#### ACTIVITY:
Tally the lines below that include the string "async". Reply with the total only.

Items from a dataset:
━━━━━━━━━━
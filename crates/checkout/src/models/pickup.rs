//! Pickup locations and bookable time slots.

use chrono::{NaiveDate, NaiveTime};
use serde::{Deserialize, Serialize};

use verdant_core::{LocationId, ScheduleId};

/// A nursery pickup location.
#[derive(Debug, Clone, PartialEq, Eq, Serialize, Deserialize)]
pub struct PickupLocation {
    pub id: LocationId,
    pub name: String,
    pub street: String,
    pub city: String,
    /// Two-letter state code; pickup orders are taxed in this state.
    pub state: String,
    pub active: bool,
}

/// A bookable pickup window at a location.
#[derive(Debug, Clone, PartialEq, Eq, Serialize, Deserialize)]
pub struct PickupSlot {
    pub schedule_id: ScheduleId,
    pub date: NaiveDate,
    pub start_time: NaiveTime,
    pub end_time: NaiveTime,
    pub capacity: u32,
    pub booked_count: u32,
}

impl PickupSlot {
    /// Remaining bookable capacity.
    #[must_use]
    pub const fn slots_available(&self) -> u32 {
        self.capacity.saturating_sub(self.booked_count)
    }

    /// Full slots are shown but cannot be selected.
    #[must_use]
    pub const fn is_selectable(&self) -> bool {
        self.slots_available() > 0
    }
}

/// Slots for one calendar date, for grouped display.
#[derive(Debug, Clone, PartialEq, Eq, Serialize, Deserialize)]
pub struct SlotDay {
    pub date: NaiveDate,
    pub slots: Vec<PickupSlot>,
}

#[cfg(test)]
mod tests {
    use super::*;

    fn slot(capacity: u32, booked: u32) -> PickupSlot {
        PickupSlot {
            schedule_id: ScheduleId::new("sched_1"),
            date: NaiveDate::from_ymd_opt(2026, 5, 4).expect("valid date"),
            start_time: NaiveTime::from_hms_opt(9, 0, 0).expect("valid time"),
            end_time: NaiveTime::from_hms_opt(11, 0, 0).expect("valid time"),
            capacity,
            booked_count: booked,
        }
    }

    #[test]
    fn test_slots_available() {
        assert_eq!(slot(10, 4).slots_available(), 6);
        assert_eq!(slot(4, 4).slots_available(), 0);
        // over-booked never underflows
        assert_eq!(slot(4, 9).slots_available(), 0);
    }

    #[test]
    fn test_full_slot_not_selectable() {
        assert!(slot(10, 9).is_selectable());
        assert!(!slot(10, 10).is_selectable());
    }
}
use std::env;

#[derive(Debug, Clone)]
pub struct Config {
    pub database_url: String,
    pub jwt_secret: String,
    pub jwt_maxage: i64,
    pub port: u16,
}

impl Config {
    pub fn init() -> Config {
        dotenv::dotenv().ok();

        let database_url = env::var("DATABASE_URL").expect("DATABASE_URL must be set");
        let jwt_secret = env::var("JWT_SECRET").expect("JWT_SECRET must be set");
        let jwt_maxage = env::var("JWT_MAXAGE")
            .unwrap_or_else(|_| "60".to_string())
            .parse::<i64>()
            .expect("JWT_MAXAGE must be a number of minutes");
        let port = env::var("PORT")
            .unwrap_or_else(|_| "8080".to_string())
            .parse::<u16>()
            .expect("PORT must be a valid port number");

        Config {
            database_url,
            jwt_secret,
            jwt_maxage,
            port,
        }
    }
}
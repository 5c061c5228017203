use std::sync::Arc;

use argon2::{
    password_hash::{rand_core::OsRng, PasswordHasher, SaltString},
    Argon2, PasswordHash, PasswordVerifier,
};
use chrono::{Duration, Utc};
use jsonwebtoken::{decode, encode, Algorithm, DecodingKey, EncodingKey, Header, Validation};
use serde::{Deserialize, Serialize};
use uuid::Uuid;

use crate::{models::users::User, repositories::user_repo::UserRepository, Error, Result};

#[derive(Clone)]
pub struct AuthService {
    user_repo: Arc<dyn UserRepository>,
    jwt_secret: String,
    jwt_expiration: i64,
}

#[derive(Debug, Serialize, Deserialize)]
struct Claims {
    sub: String,
    iat: usize,
    exp: usize,
}

impl AuthService {
    pub fn new(
        user_repo: Arc<dyn UserRepository>,
        jwt_secret: String,
        jwt_expiration: i64,
    ) -> Self {
        Self {
            user_repo,
            jwt_secret,
            jwt_expiration,
        }
    }

    pub async fn register(&self, name: String, email: String, password: String) -> Result<User> {
        if self.user_repo.find_by_email(&email).await?.is_some() {
            return Err(Error::BadRequest("Email already exists".to_string()));
        }
        if self.user_repo.find_by_name(&name).await?.is_some() {
            return Err(Error::BadRequest("Username already taken".to_string()));
        }

        let salt = SaltString::generate(&mut OsRng);
        let argon2 = Argon2::default();
        let password_hash = argon2
            .hash_password(password.as_bytes(), &salt)
            .map_err(|_| Error::Unauthorized)?
            .to_string();

        self.user_repo
            .create_user(&name, &email, &password_hash)
            .await
    }

    pub async fn login(&self, email: &str, password: &str) -> Result<String> {
        let user = self
            .user_repo
            .find_by_email(email)
            .await?
            .ok_or(Error::Unauthorized)?;

        let argon2 = Argon2::default();
        let parsed_hash =
            PasswordHash::new(&user.password).map_err(|_| Error::InternalServerError)?;
        argon2
            .verify_password(password.as_bytes(), &parsed_hash)
            .map_err(|_| Error::Unauthorized)?;

        self.generate_token(user.id)
    }

    fn generate_token(&self, user_id: Uuid) -> Result<String> {
        let now = Utc::now();
        let exp = (now + Duration::minutes(self.jwt_expiration)).timestamp() as usize;
        let iat = now.timestamp() as usize;
        let claims = Claims {
            sub: user_id.to_string(),
            iat,
            exp,
        };

        encode(
            &Header::default(),
            &claims,
            &EncodingKey::from_secret(self.jwt_secret.as_bytes()),
        )
        .map_err(|_| Error::InternalServerError)
    }

    pub fn decode_token<T: Into<String>>(&self, token: T) -> Result<Uuid> {
        let decoded = decode::<Claims>(
            &token.into(),
            &DecodingKey::from_secret(self.jwt_secret.as_bytes()),
            &Validation::new(Algorithm::HS256),
        )
        .map_err(|_| Error::Unauthorized)?;

        Uuid::parse_str(&decoded.claims.sub).map_err(|_| Error::Unauthorized)
    }
}
use std::sync::Arc;

use axum::{
    extract::{Path, Query},
    http::StatusCode,
    response::{IntoResponse, Redirect},
    routing::{get, post},
    Extension, Json, Router,
};
use uuid::Uuid;
use validator::Validate;

use crate::{
    middleware::MaybeAuthUser,
    models::{
        comments::CreateCommentDto,
        posts::{CreatePostDto, EditPostDto},
    },
    pagination::PageQuery,
    services::{feed::ViewKind, posts::EditOutcome},
    AppState, Result,
};

pub fn posts_handler() -> Router {
    Router::new()
        .route("/", get(index).post(create_post))
        .route("/{username}/{post_id}", get(post_view).put(edit_post))
        .route("/{username}/{post_id}/comments", post(add_comment))
}

/// Global feed: every post, newest-first, ten per page.
async fn index(
    Extension(app_state): Extension<Arc<AppState>>,
    Extension(viewer): Extension<MaybeAuthUser>,
    Query(query): Query<PageQuery>,
) -> Result<impl IntoResponse> {
    let page = app_state
        .feed_service
        .compose(ViewKind::Global, viewer.id(), query.number())
        .await?;
    Ok(Json(page))
}

/// Following feed: posts by authors the viewer follows.
pub async fn following_feed(
    Extension(app_state): Extension<Arc<AppState>>,
    Extension(viewer): Extension<MaybeAuthUser>,
    Query(query): Query<PageQuery>,
) -> Result<impl IntoResponse> {
    let viewer = viewer.require()?;
    let page = app_state
        .feed_service
        .compose(ViewKind::Following, Some(viewer.id), query.number())
        .await?;
    Ok(Json(page))
}

async fn create_post(
    Extension(app_state): Extension<Arc<AppState>>,
    Extension(viewer): Extension<MaybeAuthUser>,
    Json(new_post): Json<CreatePostDto>,
) -> Result<impl IntoResponse> {
    let viewer = viewer.require()?;
    new_post.validate()?;

    let post = app_state
        .posts_service
        .create_post(viewer.id, new_post)
        .await?;
    Ok((StatusCode::CREATED, Json(post)))
}

async fn post_view(
    Extension(app_state): Extension<Arc<AppState>>,
    Path((username, post_id)): Path<(String, Uuid)>,
) -> Result<impl IntoResponse> {
    let view = app_state
        .posts_service
        .get_post_view(&username, post_id)
        .await?;
    Ok(Json(view))
}

async fn edit_post(
    Extension(app_state): Extension<Arc<AppState>>,
    Extension(viewer): Extension<MaybeAuthUser>,
    Path((username, post_id)): Path<(String, Uuid)>,
    Json(update): Json<EditPostDto>,
) -> Result<impl IntoResponse> {
    let viewer = viewer.require()?;
    update.validate()?;

    let outcome = app_state
        .posts_service
        .edit_post(viewer.id, &username, post_id, update)
        .await?;

    match outcome {
        EditOutcome::Edited(post) => Ok(Json(post).into_response()),
        // Not the author: degrade to the post's read view, no hard error.
        EditOutcome::NotAuthor => {
            Ok(Redirect::to(&format!("/api/posts/{username}/{post_id}")).into_response())
        }
    }
}

async fn add_comment(
    Extension(app_state): Extension<Arc<AppState>>,
    Extension(viewer): Extension<MaybeAuthUser>,
    Path((username, post_id)): Path<(String, Uuid)>,
    Json(new_comment): Json<CreateCommentDto>,
) -> Result<impl IntoResponse> {
    let viewer = viewer.require()?;
    new_comment.validate()?;

    let comment = app_state
        .posts_service
        .create_comment(viewer.id, &username, post_id, &new_comment.text)
        .await?;
    Ok((StatusCode::CREATED, Json(comment)))
}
━━━━━━━━━━
#### SOLUTION TO THE EXERCISE:
8